With regard to Guatemala, Col. Arbenz Guzman won a fair election in 1950 as a social reformer. When he initiated land reforms that threatened the assets of the United Fruit Company, the CIA organized an invasion to overthrow him. This led to a thirty-five year civil war between U.S. backed governments and leftwing guerillas.
The same pattern applies to Honduras. In the late 19th century, the Honduran government granted land and substantial economic incentives to American agricultural and infrastructure companies. American troops were sent to Honduras in 1903, 1907, 1911, 1912, 1919, 1924, and 1925 to protect those interests. Those American companies did a good job sending home profits to American investors, but did little to help Honduran political leaders create a diversified economy.
In the case of El Salvador, political and economic instability ruled from the late 19th to the middle of the 20th century. Coups, revolts, and authoritarian governments backed by the United States dominated this period. These opposing groups fought a devastating civil war which dominated Salvadoran society from 1979 to 1992. Since the end of the Cold War, U.S. policy toward the three countries can best be characterized as benign neglect.
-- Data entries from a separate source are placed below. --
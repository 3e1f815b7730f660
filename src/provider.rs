// Copyright (c) 2025 Erick Bourgeois, firestoned
// SPDX-License-Identifier: MIT

//! Provider entry point.
//!
//! [`Provider`] resolves the configuration once, builds the shared WAPI client
//! and hands that client to every resource and data source controller it
//! creates. A configuration error is fatal: no controller can be created
//! without a client.
//!
//! # Example
//!
//! ```rust,no_run
//! use nios_provider::config::ProviderSettings;
//! use nios_provider::provider::Provider;
//!
//! # fn example() -> anyhow::Result<()> {
//! let provider = Provider::configure(ProviderSettings::default())?;
//! let resource = provider.record_a_resource();
//! # Ok(())
//! # }
//! ```

use crate::client::RecordClient;
use crate::config::{ProviderConfig, ProviderSettings};
use crate::constants::{DATA_SOURCE_DNS_A_RECORDS, PROVIDER_TYPE_NAME, RESOURCE_DNS_A_RECORD};
use crate::data_source::RecordAQuery;
use crate::resource::RecordAResource;
use crate::wapi::WapiClient;
use anyhow::{Context, Result};
use std::path::Path;
use std::sync::Arc;
use tracing::info;

/// Configured provider holding the shared client handle.
#[derive(Debug, Clone)]
pub struct Provider {
    client: Arc<dyn RecordClient>,
}

impl Provider {
    /// Configure from explicit settings, falling back to the environment.
    ///
    /// # Errors
    ///
    /// Returns an error if a required setting is missing or invalid, or if the
    /// WAPI client cannot be built.
    pub fn configure(settings: ProviderSettings) -> Result<Self> {
        Self::configure_layers([settings, ProviderSettings::from_env()])
    }

    /// Configure from explicit settings, then a YAML file, then the environment.
    ///
    /// # Errors
    ///
    /// Returns an error if the file cannot be read, or as [`configure`](Self::configure).
    pub fn configure_with_file(settings: ProviderSettings, path: &Path) -> Result<Self> {
        let file = ProviderSettings::from_file(path)?;
        Self::configure_layers([settings, file, ProviderSettings::from_env()])
    }

    /// Configure from settings layers, highest precedence first.
    ///
    /// # Errors
    ///
    /// See [`configure`](Self::configure).
    pub fn configure_layers(layers: impl IntoIterator<Item = ProviderSettings>) -> Result<Self> {
        let merged = layers
            .into_iter()
            .fold(ProviderSettings::default(), ProviderSettings::or);
        let config = merged
            .resolve()
            .context("Failed to configure the NIOS provider")?;
        Self::from_config(&config)
    }

    /// Build the provider for a resolved configuration.
    ///
    /// # Errors
    ///
    /// Returns an error if the WAPI client cannot be built.
    pub fn from_config(config: &ProviderConfig) -> Result<Self> {
        let client = WapiClient::new(config)?;
        info!(
            host_url = %config.host_url,
            wapi_version = %config.wapi_version,
            "Configured NIOS provider"
        );
        Ok(Self::with_client(Arc::new(client)))
    }

    /// Build the provider around an existing client.
    #[must_use]
    pub fn with_client(client: Arc<dyn RecordClient>) -> Self {
        Self { client }
    }

    /// Provider type name.
    #[must_use]
    pub fn type_name() -> &'static str {
        PROVIDER_TYPE_NAME
    }

    /// Full type name of the A record resource, e.g. `nios_dns_a_record`.
    #[must_use]
    pub fn record_a_resource_type() -> String {
        format!("{PROVIDER_TYPE_NAME}_{RESOURCE_DNS_A_RECORD}")
    }

    /// Full type name of the A record data source, e.g. `nios_dns_a_records`.
    #[must_use]
    pub fn record_a_data_source_type() -> String {
        format!("{PROVIDER_TYPE_NAME}_{DATA_SOURCE_DNS_A_RECORDS}")
    }

    /// Controller for the A record resource, sharing the provider's client.
    #[must_use]
    pub fn record_a_resource(&self) -> RecordAResource {
        RecordAResource::new(Arc::clone(&self.client))
    }

    /// Controller for the A record data source, sharing the provider's client.
    #[must_use]
    pub fn record_a_data_source(&self) -> RecordAQuery {
        RecordAQuery::new(Arc::clone(&self.client))
    }
}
As the Mexican example suggests, the only lasting solution to the current immigration problem is to attack root causes. With regard to the three Central American governments discussed above, this will require economic aid to develop infrastructure, investment dollars to diversify the three economies, and tariff concessions to enable early stage companies to export. It will also require aid to help train the military, police, and political elite to undertake their responsibilities with increased effectiveness. The choice is to spend billions of dollars constructing a border wall or to help finance an aid program along the lines described above. The example of Mexico tells us the latter approach would produce much greater results.
Such an approach to economic and political development is based on a vision of neighbor need rather than short-term political advantage. It’s a win/win policy that both benefits the recipient country and the United States by reducing the forces pushing endangered citizens to immigrate. Many Christians like to think of themselves as political realists, people who separate their religious beliefs from their political positions. Religion is about salvation. Politics is about attaining economic and ideological gains.
The example of Central America and the immigration mess shows quite clearly that a policy based on short-term national interest is responsible for creating the problem. Maybe it’s time to trust our best instincts and enact policies that help people in need to develop their economies and to create stable political institutions.